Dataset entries
-=-=-=-=-
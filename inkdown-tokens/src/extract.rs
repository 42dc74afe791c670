//! Locating the token tree inside a variables export
//!
//! Exports wrap the actual token tree in a fixed nesting: a container entry
//! (named after the token collection) holds a `modes` object with one tree
//! per mode. Some exporters additionally wrap the whole document in a
//! one-element array.

use crate::error::TokenError;
use serde_json::Value;

const MODES_KEY: &str = "modes";

/// The fixed nesting path from the document root to the token tree.
#[derive(Debug, Clone, PartialEq, Eq)]
pub struct RootPath {
    /// Name of the container entry at the document root.
    pub container: String,
    /// Mode whose tree is flattened.
    pub mode: String,
}

impl RootPath {
    pub fn new(container: impl Into<String>, mode: impl Into<String>) -> Self {
        RootPath {
            container: container.into(),
            mode: mode.into(),
        }
    }
}

impl Default for RootPath {
    fn default() -> Self {
        RootPath::new("TailwindCSS", "Default")
    }
}

/// Descend to the token tree for the configured container and mode.
///
/// A missing key, a wrong type anywhere on the path, or an empty top-level
/// array is a [`TokenError::Structure`]; the conversion aborts and nothing
/// is written.
pub fn extract_root<'a>(document: &'a Value, path: &RootPath) -> Result<&'a Value, TokenError> {
    let document = match document {
        Value::Array(items) => items.first().ok_or_else(|| {
            TokenError::Structure("top-level array is empty".to_string())
        })?,
        other => other,
    };

    let container = lookup(document, &path.container, "the document root")?;
    let modes = lookup(container, MODES_KEY, &path.container)?;
    let tree = lookup(modes, &path.mode, MODES_KEY)?;
    if !tree.is_object() {
        return Err(TokenError::Structure(format!(
            "mode '{}' is not an object",
            path.mode
        )));
    }
    Ok(tree)
}

fn lookup<'a>(value: &'a Value, key: &str, context: &str) -> Result<&'a Value, TokenError> {
    value
        .as_object()
        .and_then(|map| map.get(key))
        .ok_or_else(|| TokenError::Structure(format!("missing key '{}' under {}", key, context)))
}

#[cfg(test)]
mod tests {
    use super::*;
    use serde_json::json;

    fn export() -> Value {
        json!({
            "TailwindCSS": {
                "modes": {
                    "Default": { "color": { "primary": { "$value": "#fff" } } },
                    "Dark": { "color": { "primary": { "$value": "#000" } } }
                }
            }
        })
    }

    #[test]
    fn extracts_the_default_mode_tree() {
        let document = export();
        let tree = extract_root(&document, &RootPath::default()).unwrap();
        assert!(tree.get("color").is_some());
    }

    #[test]
    fn extracts_a_named_mode() {
        let document = export();
        let tree = extract_root(&document, &RootPath::new("TailwindCSS", "Dark")).unwrap();
        assert_eq!(tree["color"]["primary"]["$value"], "#000");
    }

    #[test]
    fn unwraps_a_one_element_array_document() {
        let document = json!([export()]);
        let tree = extract_root(&document, &RootPath::default()).unwrap();
        assert!(tree.get("color").is_some());
    }

    #[test]
    fn empty_array_document_is_a_structure_error() {
        let document = json!([]);
        let err = extract_root(&document, &RootPath::default()).unwrap_err();
        assert!(matches!(err, TokenError::Structure(_)));
    }

    #[test]
    fn missing_container_is_a_structure_error() {
        let document = json!({ "Other": {} });
        let err = extract_root(&document, &RootPath::default()).unwrap_err();
        assert!(err.to_string().contains("TailwindCSS"));
    }

    #[test]
    fn missing_mode_is_a_structure_error() {
        let document = export();
        let err = extract_root(&document, &RootPath::new("TailwindCSS", "Compact")).unwrap_err();
        assert!(err.to_string().contains("Compact"));
    }

    #[test]
    fn non_object_mode_is_a_structure_error() {
        let document = json!({ "TailwindCSS": { "modes": { "Default": 3 } } });
        let err = extract_root(&document, &RootPath::default()).unwrap_err();
        assert!(matches!(err, TokenError::Structure(_)));
    }
}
-=-=-=-=-
» Problem statement
Your task is to transcribe all of the entries word for word.

» Response below
filename inkdown-tokens/src/extract.rs
repository 42dc74afe791c670
//! Locating the token tree inside a variables export
//!
//! Exports wrap the actual token tree in a fixed nesting: a container entry
//! (named after the token collection) holds a `modes` object with one tree
//! per mode. Some exporters additionally wrap the whole document in a
//! one-element array.

use crate::error::TokenError;
use serde_json::Value;

const MODES_KEY: &str = "modes";

/// The fixed nesting path from the document root to the token tree.
#[derive(Debug, Clone, PartialEq, Eq)]
pub struct RootPath {
    /// Name of the container entry at the document root.
    pub container: String,
    /// Mode whose tree is flattened.
    pub mode: String,
}

impl RootPath {
    pub fn new(container: impl Into<String>, mode: impl Into<String>) -> Self {
        RootPath {
            container: container.into(),
            mode: mode.into(),
        }
    }
}

impl Default for RootPath {
    fn default() -> Self {
        RootPath::new("TailwindCSS", "Default")
    }
}

/// Descend to the token tree for the configured container and mode.
///
/// A missing key, a wrong type anywhere on the path, or an empty top-level
/// array is a [`TokenError::Structure`]; the conversion aborts and nothing
/// is written.
pub fn extract_root<'a>(document: &'a Value, path: &RootPath) -> Result<&'a Value, TokenError> {
    let document = match document {
        Value::Array(items) => items.first().ok_or_else(|| {
            TokenError::Structure("top-level array is empty".to_string())
        })?,
        other => other,
    };

    let container = lookup(document, &path.container, "the document root")?;
    let modes = lookup(container, MODES_KEY, &path.container)?;
    let tree = lookup(modes, &path.mode, MODES_KEY)?;
    if !tree.is_object() {
        return Err(TokenError::Structure(format!(
            "mode '{}' is not an object",
            path.mode
        )));
    }
    Ok(tree)
}

fn lookup<'a>(value: &'a Value, key: &str, context: &str) -> Result<&'a Value, TokenError> {
    value
        .as_object()
        .and_then(|map| map.get(key))
        .ok_or_else(|| TokenError::Structure(format!("missing key '{}' under {}", key, context)))
}

#[cfg(test)]
mod tests {
    use super::*;
    use serde_json::json;

    fn export() -> Value {
        json!({
            "TailwindCSS": {
                "modes": {
                    "Default": { "color": { "primary": { "$value": "#fff" } } },
                    "Dark": { "color": { "primary": { "$value": "#000" } } }
                }
            }
        })
    }

    #[test]
    fn extracts_the_default_mode_tree() {
        let document = export();
        let tree = extract_root(&document, &RootPath::default()).unwrap();
        assert!(tree.get("color").is_some());
    }

    #[test]
    fn extracts_a_named_mode() {
        let document = export();
        let tree = extract_root(&document, &RootPath::new("TailwindCSS", "Dark")).unwrap();
        assert_eq!(tree["color"]["primary"]["$value"], "#000");
    }

    #[test]
    fn unwraps_a_one_element_array_document() {
        let document = json!([export()]);
        let tree = extract_root(&document, &RootPath::default()).unwrap();
        assert!(tree.get("color").is_some());
    }

    #[test]
    fn empty_array_document_is_a_structure_error() {
        let document = json!([]);
        let err = extract_root(&document, &RootPath::default()).unwrap_err();
        assert!(matches!(err, TokenError::Structure(_)));
    }

    #[test]
    fn missing_container_is_a_structure_error() {
        let document = json!({ "Other": {} });
        let err = extract_root(&document, &RootPath::default()).unwrap_err();
        assert!(err.to_string().contains("TailwindCSS"));
    }

    #[test]
    fn missing_mode_is_a_structure_error() {
        let document = export();
        let err = extract_root(&document, &RootPath::new("TailwindCSS", "Compact")).unwrap_err();
        assert!(err.to_string().contains("Compact"));
    }

    #[test]
    fn non_object_mode_is_a_structure_error() {
        let document = json!({ "TailwindCSS": { "modes": { "Default": 3 } } });
        let err = extract_root(&document, &RootPath::default()).unwrap_err();
        assert!(matches!(err, TokenError::Structure(_)));
    }
}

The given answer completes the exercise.